DIRECTIONS ▸ Going down the data below, set down exactly the line with "s.g + rng.next_f32()" and each line after it through the line with "particle.size.x = self.size.x / 2.0;"; no other lines.

TASK INPUT ▸
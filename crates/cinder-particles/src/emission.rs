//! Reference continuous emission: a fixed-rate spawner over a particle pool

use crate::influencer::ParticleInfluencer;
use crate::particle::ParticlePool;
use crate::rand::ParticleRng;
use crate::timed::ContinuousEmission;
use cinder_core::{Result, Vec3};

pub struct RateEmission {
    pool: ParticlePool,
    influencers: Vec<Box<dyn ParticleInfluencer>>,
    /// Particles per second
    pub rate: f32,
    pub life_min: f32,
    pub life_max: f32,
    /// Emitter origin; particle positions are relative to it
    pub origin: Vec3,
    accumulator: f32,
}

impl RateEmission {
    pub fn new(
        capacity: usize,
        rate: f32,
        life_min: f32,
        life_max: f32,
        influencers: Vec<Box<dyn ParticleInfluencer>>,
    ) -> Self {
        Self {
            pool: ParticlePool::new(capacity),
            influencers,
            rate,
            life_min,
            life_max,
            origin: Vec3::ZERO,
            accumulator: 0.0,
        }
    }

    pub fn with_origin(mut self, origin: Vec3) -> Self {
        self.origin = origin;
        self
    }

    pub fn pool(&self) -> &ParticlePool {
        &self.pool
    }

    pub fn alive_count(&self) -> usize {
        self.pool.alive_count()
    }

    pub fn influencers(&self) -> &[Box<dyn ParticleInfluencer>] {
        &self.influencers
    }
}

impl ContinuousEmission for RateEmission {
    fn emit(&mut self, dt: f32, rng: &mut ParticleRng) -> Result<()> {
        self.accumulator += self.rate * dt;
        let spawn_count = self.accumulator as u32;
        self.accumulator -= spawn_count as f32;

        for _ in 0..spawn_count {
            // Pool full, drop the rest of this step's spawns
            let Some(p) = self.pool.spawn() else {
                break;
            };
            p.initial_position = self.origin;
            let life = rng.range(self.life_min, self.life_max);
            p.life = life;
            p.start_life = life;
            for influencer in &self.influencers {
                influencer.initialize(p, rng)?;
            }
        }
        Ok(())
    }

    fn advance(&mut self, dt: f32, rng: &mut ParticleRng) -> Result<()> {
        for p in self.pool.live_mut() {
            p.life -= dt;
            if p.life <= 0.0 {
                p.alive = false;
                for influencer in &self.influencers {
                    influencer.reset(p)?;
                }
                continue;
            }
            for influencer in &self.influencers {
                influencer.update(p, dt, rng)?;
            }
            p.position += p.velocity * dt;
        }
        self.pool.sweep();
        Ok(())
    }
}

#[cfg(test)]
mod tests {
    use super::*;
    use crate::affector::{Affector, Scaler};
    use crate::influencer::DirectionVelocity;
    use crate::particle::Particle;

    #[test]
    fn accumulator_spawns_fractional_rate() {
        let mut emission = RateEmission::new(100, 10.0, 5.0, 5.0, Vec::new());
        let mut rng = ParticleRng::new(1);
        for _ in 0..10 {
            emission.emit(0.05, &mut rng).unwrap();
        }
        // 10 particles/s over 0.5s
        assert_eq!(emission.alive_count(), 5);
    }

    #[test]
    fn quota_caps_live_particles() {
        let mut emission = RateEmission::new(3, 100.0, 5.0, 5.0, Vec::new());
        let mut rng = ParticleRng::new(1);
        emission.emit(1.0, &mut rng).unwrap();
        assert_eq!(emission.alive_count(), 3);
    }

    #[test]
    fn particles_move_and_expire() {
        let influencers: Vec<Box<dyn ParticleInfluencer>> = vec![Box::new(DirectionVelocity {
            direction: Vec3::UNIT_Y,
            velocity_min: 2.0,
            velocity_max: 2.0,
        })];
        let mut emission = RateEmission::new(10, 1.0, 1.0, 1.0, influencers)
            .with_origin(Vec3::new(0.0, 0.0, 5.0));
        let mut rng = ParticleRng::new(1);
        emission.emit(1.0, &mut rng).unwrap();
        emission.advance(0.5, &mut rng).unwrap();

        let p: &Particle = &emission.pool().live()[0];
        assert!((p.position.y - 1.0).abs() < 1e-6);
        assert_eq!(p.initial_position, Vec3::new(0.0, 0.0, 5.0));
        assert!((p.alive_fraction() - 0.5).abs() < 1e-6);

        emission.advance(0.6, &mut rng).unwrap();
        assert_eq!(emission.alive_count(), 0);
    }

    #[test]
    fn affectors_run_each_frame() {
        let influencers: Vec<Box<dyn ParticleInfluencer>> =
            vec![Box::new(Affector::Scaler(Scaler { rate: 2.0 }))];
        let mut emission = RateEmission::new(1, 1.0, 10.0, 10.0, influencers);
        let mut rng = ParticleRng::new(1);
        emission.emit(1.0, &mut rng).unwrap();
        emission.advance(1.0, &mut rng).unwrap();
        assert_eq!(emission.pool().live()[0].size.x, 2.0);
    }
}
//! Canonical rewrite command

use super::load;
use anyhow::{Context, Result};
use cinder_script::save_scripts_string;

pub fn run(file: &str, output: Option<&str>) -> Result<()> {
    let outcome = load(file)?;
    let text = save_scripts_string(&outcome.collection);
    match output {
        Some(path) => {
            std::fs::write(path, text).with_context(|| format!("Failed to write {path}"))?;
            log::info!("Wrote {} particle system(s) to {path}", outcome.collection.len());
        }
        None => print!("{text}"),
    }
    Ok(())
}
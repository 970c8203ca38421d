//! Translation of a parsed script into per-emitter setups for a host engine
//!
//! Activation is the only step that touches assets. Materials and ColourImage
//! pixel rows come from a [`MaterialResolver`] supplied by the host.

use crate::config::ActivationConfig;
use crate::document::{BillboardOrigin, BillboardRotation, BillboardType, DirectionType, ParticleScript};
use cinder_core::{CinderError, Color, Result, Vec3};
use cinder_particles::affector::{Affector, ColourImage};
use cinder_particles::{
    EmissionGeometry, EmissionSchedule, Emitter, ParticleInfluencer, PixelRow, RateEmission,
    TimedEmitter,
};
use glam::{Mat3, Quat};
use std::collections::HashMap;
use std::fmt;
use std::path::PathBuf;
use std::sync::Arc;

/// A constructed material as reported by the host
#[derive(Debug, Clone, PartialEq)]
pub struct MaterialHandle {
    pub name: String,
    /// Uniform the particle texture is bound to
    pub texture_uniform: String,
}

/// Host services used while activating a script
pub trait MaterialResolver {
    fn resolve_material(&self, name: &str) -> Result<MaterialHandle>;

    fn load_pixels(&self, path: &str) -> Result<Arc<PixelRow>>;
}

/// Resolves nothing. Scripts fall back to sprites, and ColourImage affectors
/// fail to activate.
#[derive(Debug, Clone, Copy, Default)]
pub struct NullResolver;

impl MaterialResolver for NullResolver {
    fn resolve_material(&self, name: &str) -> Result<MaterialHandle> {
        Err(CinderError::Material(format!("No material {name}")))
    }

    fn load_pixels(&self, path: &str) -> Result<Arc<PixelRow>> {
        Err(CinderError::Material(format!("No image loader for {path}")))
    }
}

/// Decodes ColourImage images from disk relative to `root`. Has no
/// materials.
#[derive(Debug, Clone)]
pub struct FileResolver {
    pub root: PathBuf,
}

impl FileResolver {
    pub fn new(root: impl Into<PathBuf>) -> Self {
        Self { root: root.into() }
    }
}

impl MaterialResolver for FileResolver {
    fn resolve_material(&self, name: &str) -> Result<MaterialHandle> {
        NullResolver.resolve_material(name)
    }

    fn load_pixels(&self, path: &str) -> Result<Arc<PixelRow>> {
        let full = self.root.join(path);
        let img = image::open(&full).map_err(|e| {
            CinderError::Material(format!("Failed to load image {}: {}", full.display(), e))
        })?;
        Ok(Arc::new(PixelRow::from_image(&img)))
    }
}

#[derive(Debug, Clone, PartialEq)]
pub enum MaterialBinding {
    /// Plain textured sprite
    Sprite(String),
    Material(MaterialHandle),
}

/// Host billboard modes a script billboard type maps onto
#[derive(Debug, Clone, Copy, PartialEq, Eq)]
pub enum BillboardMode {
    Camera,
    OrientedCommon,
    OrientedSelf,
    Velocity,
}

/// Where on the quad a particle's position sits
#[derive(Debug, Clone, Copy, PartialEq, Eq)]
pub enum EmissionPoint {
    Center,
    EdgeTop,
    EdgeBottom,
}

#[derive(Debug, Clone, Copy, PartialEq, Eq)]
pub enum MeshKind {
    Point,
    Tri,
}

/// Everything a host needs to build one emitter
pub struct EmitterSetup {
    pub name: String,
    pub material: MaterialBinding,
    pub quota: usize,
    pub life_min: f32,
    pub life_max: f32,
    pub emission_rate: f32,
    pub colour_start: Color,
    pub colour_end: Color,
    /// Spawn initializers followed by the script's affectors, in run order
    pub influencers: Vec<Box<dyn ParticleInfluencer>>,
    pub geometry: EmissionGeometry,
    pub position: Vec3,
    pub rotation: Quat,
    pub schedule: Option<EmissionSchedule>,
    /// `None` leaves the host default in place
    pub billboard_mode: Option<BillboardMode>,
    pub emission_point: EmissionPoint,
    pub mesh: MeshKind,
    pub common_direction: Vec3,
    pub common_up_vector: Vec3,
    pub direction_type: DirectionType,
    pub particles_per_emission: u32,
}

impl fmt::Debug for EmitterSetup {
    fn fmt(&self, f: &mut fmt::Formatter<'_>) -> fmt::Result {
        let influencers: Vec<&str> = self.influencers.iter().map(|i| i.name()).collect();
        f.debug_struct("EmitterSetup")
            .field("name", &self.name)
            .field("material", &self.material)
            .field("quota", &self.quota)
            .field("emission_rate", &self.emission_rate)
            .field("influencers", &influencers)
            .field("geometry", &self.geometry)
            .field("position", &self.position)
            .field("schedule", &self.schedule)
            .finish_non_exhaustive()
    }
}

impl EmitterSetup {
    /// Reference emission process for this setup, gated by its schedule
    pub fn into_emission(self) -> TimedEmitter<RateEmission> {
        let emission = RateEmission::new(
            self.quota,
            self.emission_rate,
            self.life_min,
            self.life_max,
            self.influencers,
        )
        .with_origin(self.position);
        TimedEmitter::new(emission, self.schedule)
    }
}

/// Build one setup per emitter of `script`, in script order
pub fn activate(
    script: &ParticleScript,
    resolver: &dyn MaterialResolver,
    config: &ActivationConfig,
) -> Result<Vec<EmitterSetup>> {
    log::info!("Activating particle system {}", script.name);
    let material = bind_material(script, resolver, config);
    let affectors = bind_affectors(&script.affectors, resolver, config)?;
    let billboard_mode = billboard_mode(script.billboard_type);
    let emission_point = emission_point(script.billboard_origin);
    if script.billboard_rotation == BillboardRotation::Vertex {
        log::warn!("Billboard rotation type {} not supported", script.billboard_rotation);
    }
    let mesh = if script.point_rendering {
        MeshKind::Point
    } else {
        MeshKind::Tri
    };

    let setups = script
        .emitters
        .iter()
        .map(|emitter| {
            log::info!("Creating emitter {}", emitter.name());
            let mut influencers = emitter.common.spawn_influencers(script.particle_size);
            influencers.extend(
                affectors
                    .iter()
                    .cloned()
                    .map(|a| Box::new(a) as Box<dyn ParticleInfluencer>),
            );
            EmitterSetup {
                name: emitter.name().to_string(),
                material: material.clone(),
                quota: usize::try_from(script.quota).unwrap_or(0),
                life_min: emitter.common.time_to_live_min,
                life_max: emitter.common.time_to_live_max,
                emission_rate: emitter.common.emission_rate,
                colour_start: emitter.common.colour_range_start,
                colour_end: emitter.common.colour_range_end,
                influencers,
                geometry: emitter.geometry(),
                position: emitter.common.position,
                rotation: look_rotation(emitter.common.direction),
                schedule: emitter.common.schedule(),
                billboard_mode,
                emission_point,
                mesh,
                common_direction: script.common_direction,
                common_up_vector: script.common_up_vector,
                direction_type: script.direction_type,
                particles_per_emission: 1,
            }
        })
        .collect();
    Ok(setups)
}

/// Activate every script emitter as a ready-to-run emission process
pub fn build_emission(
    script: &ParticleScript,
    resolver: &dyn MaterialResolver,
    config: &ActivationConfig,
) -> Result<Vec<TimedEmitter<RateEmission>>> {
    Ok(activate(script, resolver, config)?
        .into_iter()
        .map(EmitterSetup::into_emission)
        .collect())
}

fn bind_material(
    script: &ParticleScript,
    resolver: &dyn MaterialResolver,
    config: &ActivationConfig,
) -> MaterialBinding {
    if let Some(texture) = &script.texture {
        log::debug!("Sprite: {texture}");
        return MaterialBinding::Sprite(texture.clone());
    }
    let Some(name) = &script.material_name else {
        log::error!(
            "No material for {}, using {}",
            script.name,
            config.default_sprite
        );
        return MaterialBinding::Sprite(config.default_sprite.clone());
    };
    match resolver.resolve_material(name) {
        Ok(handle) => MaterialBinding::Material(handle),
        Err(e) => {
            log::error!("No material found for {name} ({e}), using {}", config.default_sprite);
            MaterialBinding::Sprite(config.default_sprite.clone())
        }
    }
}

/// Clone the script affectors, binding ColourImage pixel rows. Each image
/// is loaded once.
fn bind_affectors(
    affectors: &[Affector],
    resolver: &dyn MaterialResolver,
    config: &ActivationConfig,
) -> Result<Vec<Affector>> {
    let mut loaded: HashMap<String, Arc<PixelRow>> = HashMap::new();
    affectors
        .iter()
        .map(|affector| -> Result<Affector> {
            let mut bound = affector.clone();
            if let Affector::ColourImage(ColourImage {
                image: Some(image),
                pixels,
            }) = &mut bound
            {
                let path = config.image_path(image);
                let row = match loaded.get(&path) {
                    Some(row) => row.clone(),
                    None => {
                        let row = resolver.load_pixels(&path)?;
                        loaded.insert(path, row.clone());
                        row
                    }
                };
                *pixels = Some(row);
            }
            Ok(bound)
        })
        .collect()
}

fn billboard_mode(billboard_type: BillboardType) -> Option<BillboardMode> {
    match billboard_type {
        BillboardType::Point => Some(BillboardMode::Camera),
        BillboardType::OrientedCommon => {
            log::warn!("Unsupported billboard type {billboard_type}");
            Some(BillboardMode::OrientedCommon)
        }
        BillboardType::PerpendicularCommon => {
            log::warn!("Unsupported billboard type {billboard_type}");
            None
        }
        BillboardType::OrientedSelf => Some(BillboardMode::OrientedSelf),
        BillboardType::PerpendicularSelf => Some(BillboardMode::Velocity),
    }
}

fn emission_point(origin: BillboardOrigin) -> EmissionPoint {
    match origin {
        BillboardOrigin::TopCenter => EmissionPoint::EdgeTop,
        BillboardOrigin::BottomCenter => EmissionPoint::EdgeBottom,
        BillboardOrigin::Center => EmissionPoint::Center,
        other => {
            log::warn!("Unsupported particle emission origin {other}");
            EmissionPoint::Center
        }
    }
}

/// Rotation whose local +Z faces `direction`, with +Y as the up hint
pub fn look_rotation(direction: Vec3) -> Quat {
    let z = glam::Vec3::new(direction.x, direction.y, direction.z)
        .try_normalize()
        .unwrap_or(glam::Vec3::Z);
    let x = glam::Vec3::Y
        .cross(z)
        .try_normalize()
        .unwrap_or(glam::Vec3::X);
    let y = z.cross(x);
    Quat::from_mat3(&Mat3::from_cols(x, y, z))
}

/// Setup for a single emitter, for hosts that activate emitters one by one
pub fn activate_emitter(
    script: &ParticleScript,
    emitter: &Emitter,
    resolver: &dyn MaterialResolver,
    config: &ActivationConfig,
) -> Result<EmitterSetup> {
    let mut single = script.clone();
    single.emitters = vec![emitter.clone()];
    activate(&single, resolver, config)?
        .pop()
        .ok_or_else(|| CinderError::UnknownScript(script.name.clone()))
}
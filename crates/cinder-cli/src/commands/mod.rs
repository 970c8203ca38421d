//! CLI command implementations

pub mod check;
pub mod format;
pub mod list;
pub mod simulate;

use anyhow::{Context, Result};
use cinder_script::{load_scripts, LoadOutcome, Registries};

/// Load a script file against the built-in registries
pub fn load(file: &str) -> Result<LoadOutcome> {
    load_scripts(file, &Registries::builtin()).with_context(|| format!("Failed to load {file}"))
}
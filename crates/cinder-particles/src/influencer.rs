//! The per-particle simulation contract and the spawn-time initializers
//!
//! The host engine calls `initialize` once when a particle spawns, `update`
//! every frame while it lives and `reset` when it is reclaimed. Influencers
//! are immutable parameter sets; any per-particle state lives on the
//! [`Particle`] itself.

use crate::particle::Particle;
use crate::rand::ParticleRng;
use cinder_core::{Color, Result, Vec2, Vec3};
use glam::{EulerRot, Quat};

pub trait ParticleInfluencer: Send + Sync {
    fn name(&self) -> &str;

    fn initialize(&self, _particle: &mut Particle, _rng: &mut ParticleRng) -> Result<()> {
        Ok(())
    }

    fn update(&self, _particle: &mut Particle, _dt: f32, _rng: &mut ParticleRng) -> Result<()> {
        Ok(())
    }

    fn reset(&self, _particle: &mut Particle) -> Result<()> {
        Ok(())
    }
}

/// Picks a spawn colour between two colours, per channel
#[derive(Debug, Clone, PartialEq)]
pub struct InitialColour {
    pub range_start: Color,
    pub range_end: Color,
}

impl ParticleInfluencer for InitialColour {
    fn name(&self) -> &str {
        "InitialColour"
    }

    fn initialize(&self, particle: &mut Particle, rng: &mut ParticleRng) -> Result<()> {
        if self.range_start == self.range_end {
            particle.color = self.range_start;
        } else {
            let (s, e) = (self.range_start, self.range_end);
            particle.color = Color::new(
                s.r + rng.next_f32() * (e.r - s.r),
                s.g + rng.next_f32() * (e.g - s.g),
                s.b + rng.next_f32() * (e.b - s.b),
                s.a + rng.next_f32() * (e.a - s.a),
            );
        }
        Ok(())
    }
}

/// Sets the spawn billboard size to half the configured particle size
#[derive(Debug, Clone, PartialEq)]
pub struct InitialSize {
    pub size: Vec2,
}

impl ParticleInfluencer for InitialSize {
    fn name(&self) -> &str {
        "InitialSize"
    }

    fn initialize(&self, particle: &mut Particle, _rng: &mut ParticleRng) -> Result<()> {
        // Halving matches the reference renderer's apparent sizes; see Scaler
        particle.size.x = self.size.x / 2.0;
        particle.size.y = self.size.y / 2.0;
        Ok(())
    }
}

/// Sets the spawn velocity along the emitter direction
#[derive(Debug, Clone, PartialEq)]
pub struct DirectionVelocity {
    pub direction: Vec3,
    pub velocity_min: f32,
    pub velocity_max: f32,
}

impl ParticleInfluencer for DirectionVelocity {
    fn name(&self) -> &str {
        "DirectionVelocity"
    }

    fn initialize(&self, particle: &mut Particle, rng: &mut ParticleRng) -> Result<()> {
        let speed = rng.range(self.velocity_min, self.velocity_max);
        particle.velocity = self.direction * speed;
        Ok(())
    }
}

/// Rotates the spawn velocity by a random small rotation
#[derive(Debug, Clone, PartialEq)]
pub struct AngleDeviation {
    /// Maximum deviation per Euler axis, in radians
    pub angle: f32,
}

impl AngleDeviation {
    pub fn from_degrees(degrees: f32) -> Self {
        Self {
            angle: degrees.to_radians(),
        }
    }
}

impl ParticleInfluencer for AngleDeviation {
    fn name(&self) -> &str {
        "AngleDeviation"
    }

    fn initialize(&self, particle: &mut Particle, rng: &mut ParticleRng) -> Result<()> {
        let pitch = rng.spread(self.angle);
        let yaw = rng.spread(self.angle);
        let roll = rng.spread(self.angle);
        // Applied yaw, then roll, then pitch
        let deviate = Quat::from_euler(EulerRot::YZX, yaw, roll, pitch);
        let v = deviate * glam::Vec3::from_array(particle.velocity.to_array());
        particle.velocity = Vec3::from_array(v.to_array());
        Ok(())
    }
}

RESPONSE AREA ▸
                s.g + rng.next_f32() * (e.g - s.g),
                s.b + rng.next_f32() * (e.b - s.b),
                s.a + rng.next_f32() * (e.a - s.a),
            );
        }
        Ok(())
    }
}

/// Sets the spawn billboard size to half the configured particle size
#[derive(Debug, Clone, PartialEq)]
pub struct InitialSize {
    pub size: Vec2,
}

impl ParticleInfluencer for InitialSize {
    fn name(&self) -> &str {
        "InitialSize"
    }

    fn initialize(&self, particle: &mut Particle, _rng: &mut ParticleRng) -> Result<()> {
        // Halving matches the reference renderer's apparent sizes; see Scaler
        particle.size.x = self.size.x / 2.0;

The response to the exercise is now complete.